I've been affected by this situation somewhat personally. I drove down from Deming a week ago to see if I could find a man named Demetrio who'd been buying some ads from me for his business. I'd been calling his cell phone, but kept getting a message to call again.

The man's brother told me he'd been "taken" a month earlier and they hadn't heard anything about him since. I didn't understand what he was saying. He got more specific and said Demetrio had been "kidnapped," by people who wanted his money. There were witnesses.

This news was very disconcerting, and I went driving around town for a long time weeping and trying to grasp this totally unexpected news.

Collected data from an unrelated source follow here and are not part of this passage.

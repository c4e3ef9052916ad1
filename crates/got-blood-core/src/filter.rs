//! Hospital Name Filter
//!
//! Live search used by the inventory table.

use crate::dto::HospitalInventoryRecord;
use crate::fetch::Loadable;

/// Records whose hospital name contains `query`, ignoring case.
/// An empty query keeps everything.
pub fn filter_by_hospital<'a>(
    records: &'a [HospitalInventoryRecord],
    query: &str,
) -> Vec<&'a HospitalInventoryRecord> {
    let needle = query.to_lowercase();
    records
        .iter()
        .filter(|record| record.hospital.to_lowercase().contains(&needle))
        .collect()
}

/// Rows of the table, or `None` while loading or after a failed fetch
/// (the table body stays empty then)
pub fn table_rows<'a>(
    state: &'a Loadable<Vec<HospitalInventoryRecord>>,
    query: &str,
) -> Option<Vec<&'a HospitalInventoryRecord>> {
    state.is_ready().then(|| filter_by_hospital(&state.data, query))
}

/// Text of the placeholder row shown when nothing matches
pub fn no_match_message(query: &str) -> String {
    format!("No hospitals found matching \"{}\"", query)
}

I liked selling ads to Demetrio because he was someone whose lips kind of trembled when I made the offer. There aren't a lot of businesses in Palomas that get approached by US publications, and he was in need. He bought three ads, and said he'd seen his business grow in that time span.

Demetrio's someone who's very conscious of "the border thing," the inequality and all that. He was aware (with an ironic smile) that he was in a better economic condition than I was, and kindly paid for his ads in advance. He paid with a handful of cash that I think he got from his house.

What I like best about him is the way he would give me a very odd look when I turned to leave. His face would go blank, and there would be a conscious look of hunger — an impersonal, dark, bear-hunger — which I roughly translated to mean, "Look, we're the same." It came from some point of deep integrity inside him.

Talking to other people, I've heard nothing else but that he's "un hombre bueno."



Just the day after I heard the news about Demetrio, a prominent farmer activist named Armando Villareal Martha was brazenly assassinated in Nuevo Casas Grandes in broad daylight, right next to a secondary school. The farmers in his organization, Agrodinamica Nacional, had been refusing to pay their electricity bills, which are sometimes twice as high as in the US. His followers claim the federal government was responsible for the shootings. The group has members in a dozen Mexican states.

A few months ago I almost wrote an article about Villareal for this paper, and still have his phone number scribbled somewhere. I've talked to his brother and other followers.

I've lived in Deming for 12 years, and have never known a period like this. I'm saying to myself for the first time that Chihuahua is like Guatemala, where I spent a few months in the 1980s. There's really not much difference. Political assassinations, disappearances, exhumations of bodies (48 in the state as of this writing), and drug battles — it's all there.

It's a culture where people can't give their names, and can't say what they know, because danger hangs in the air. I know it all.



One evening early in March, when I was leaving a grocery store in Palomas, I heard singing coming from a church across the street.

It was the Luz del Mundo (Light of the World) church, a branch of one of the largest churches in Mexico and the US, founded in Guadalajara. This was a plain church building with windowpanes colored either yellow or dark green.

There were only female voices when I first heard them. Their singing struck me as being like a Ukrainian women's choir. Although there was only one line of melody at the moment, the music had a minor, liturgical tonality and a rather athletic melody line, like a gymnast on the parallel bars. The quality of voices was a bit like yowling cats.

Later the men joined in, deep and rumbly, with a large gap between the soprano and bass lines of melody. The effect was a little ungainly, but stirring and lovely.

The pastor, who had warm eyes, came out to invite me in. I declined, but he invited me to a peace march on March 14 where they and some other churches from Palomas, Juarez and Deming were going to sing.

Because of a dust storm, I didn't go. But one man told me about 150 people took part, and another man said there were close to a thousand. (Maybe more people joined later in the march.) It was a beautiful event, with lots of candles and singing.

How sweet it is to think of these groups winding their strands of light amid the black shadows of the streets in Palomas.

I hope this spasm of violence is just that, a spasm, and subsides soon — and Palomas can get up from its stagger.



Borderlines columnist Marjorie Lilly lives in Deming.